─── PROVIDED MATERIAL

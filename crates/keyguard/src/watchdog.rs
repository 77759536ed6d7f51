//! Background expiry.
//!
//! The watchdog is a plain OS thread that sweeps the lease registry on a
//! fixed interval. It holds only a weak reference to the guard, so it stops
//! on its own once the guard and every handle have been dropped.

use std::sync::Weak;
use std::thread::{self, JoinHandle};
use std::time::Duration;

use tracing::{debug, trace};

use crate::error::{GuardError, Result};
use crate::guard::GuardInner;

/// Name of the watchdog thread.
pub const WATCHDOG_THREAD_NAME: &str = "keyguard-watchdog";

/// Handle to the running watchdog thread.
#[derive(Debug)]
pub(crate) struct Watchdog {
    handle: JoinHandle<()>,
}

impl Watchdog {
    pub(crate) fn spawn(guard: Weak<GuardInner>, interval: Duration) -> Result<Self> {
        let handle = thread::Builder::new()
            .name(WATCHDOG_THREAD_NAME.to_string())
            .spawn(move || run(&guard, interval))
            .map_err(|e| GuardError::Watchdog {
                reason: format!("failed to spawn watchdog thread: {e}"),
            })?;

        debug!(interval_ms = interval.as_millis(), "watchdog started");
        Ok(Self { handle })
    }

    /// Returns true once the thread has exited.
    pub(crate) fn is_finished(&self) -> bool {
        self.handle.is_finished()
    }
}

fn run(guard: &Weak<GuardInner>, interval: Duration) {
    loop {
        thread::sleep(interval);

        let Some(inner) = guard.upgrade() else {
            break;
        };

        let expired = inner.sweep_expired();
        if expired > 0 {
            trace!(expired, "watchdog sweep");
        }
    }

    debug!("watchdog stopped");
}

──────
─── PROVIDED MATERIAL

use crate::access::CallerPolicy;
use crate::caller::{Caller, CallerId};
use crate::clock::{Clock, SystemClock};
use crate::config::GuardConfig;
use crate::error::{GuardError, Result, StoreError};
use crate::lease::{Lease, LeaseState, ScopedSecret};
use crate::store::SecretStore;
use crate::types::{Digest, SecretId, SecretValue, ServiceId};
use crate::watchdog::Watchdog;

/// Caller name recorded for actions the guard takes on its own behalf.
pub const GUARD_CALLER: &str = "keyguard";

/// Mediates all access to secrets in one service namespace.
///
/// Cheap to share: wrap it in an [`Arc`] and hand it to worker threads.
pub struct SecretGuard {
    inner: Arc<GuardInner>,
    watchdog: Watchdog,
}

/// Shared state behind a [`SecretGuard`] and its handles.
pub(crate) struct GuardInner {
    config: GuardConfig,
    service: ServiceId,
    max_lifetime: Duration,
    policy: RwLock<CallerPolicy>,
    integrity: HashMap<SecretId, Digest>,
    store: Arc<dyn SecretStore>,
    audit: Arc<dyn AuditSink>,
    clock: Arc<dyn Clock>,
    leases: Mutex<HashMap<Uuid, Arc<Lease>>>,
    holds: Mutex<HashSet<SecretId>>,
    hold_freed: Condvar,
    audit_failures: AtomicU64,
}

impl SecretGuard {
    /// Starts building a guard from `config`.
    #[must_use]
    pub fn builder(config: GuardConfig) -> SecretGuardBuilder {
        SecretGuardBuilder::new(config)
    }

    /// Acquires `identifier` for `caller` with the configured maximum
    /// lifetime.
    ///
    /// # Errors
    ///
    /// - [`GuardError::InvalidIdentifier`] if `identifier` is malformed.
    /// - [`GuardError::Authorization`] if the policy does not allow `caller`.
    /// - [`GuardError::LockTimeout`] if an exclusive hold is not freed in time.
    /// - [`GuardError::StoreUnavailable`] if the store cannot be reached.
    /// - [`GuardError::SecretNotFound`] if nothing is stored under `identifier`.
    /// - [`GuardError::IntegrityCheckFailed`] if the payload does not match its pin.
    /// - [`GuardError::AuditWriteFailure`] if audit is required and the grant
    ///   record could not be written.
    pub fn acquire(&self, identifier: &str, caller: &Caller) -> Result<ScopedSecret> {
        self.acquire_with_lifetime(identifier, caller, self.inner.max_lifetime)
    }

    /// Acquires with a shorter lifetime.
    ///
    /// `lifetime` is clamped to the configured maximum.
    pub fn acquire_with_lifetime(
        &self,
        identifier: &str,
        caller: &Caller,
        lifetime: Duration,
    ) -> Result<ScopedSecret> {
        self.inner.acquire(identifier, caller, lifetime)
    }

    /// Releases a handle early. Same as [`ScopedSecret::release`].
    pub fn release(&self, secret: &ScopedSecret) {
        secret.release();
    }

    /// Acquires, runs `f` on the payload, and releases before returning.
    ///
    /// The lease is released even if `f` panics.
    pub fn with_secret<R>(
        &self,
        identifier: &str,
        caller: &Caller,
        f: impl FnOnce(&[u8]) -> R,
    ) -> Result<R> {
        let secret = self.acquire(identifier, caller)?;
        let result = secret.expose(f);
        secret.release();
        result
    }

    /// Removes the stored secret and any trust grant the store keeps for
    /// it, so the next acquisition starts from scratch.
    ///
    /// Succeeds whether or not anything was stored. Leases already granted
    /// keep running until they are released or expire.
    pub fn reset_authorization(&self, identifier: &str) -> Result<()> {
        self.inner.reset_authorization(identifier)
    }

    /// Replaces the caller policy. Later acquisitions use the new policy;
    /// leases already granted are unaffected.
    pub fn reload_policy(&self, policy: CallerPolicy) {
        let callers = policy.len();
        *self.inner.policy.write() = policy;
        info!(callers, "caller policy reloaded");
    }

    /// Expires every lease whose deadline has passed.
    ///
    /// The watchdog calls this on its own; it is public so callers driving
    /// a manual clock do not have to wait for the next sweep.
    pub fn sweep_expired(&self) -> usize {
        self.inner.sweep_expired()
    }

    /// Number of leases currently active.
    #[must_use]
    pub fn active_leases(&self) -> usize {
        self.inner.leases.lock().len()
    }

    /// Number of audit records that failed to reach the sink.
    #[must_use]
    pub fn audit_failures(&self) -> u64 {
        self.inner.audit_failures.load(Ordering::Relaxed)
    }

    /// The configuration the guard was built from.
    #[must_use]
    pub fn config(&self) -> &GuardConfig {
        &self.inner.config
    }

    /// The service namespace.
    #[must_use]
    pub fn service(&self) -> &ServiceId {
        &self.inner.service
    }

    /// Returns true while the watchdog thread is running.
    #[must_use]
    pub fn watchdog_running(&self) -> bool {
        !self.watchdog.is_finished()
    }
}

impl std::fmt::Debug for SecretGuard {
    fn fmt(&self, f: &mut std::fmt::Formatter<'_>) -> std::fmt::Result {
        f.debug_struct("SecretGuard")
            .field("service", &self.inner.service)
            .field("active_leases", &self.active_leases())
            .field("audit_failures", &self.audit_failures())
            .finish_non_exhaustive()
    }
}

──────
─── PROVIDED MATERIAL

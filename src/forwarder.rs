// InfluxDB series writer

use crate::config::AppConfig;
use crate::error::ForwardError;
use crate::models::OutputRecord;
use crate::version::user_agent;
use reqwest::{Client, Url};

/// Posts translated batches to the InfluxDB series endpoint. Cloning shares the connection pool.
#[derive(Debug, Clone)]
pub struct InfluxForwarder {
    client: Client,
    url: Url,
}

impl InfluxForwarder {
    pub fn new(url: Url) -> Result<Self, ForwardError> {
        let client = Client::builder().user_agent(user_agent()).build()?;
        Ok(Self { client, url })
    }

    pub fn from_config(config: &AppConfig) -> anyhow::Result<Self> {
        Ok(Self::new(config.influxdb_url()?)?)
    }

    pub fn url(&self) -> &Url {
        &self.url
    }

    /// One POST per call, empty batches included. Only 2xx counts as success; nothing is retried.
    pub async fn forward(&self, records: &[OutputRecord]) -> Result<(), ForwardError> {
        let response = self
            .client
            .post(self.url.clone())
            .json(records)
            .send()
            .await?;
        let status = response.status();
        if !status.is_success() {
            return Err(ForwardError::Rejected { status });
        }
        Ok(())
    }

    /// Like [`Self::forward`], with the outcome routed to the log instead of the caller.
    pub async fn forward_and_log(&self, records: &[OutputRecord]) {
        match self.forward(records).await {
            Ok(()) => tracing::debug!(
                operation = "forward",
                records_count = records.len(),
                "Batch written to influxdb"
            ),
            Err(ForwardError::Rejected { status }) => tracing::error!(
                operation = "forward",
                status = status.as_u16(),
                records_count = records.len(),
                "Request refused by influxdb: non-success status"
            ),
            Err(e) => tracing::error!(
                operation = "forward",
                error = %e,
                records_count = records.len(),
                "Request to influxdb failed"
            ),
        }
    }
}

──────

GOAL OF THE EXERCISE: Could you copy each line in the listing above that includes the word "granted"?

TASK OUTPUT:
    /// Succeeds whether or not anything was stored. Leases already granted
    /// leases already granted are unaffected.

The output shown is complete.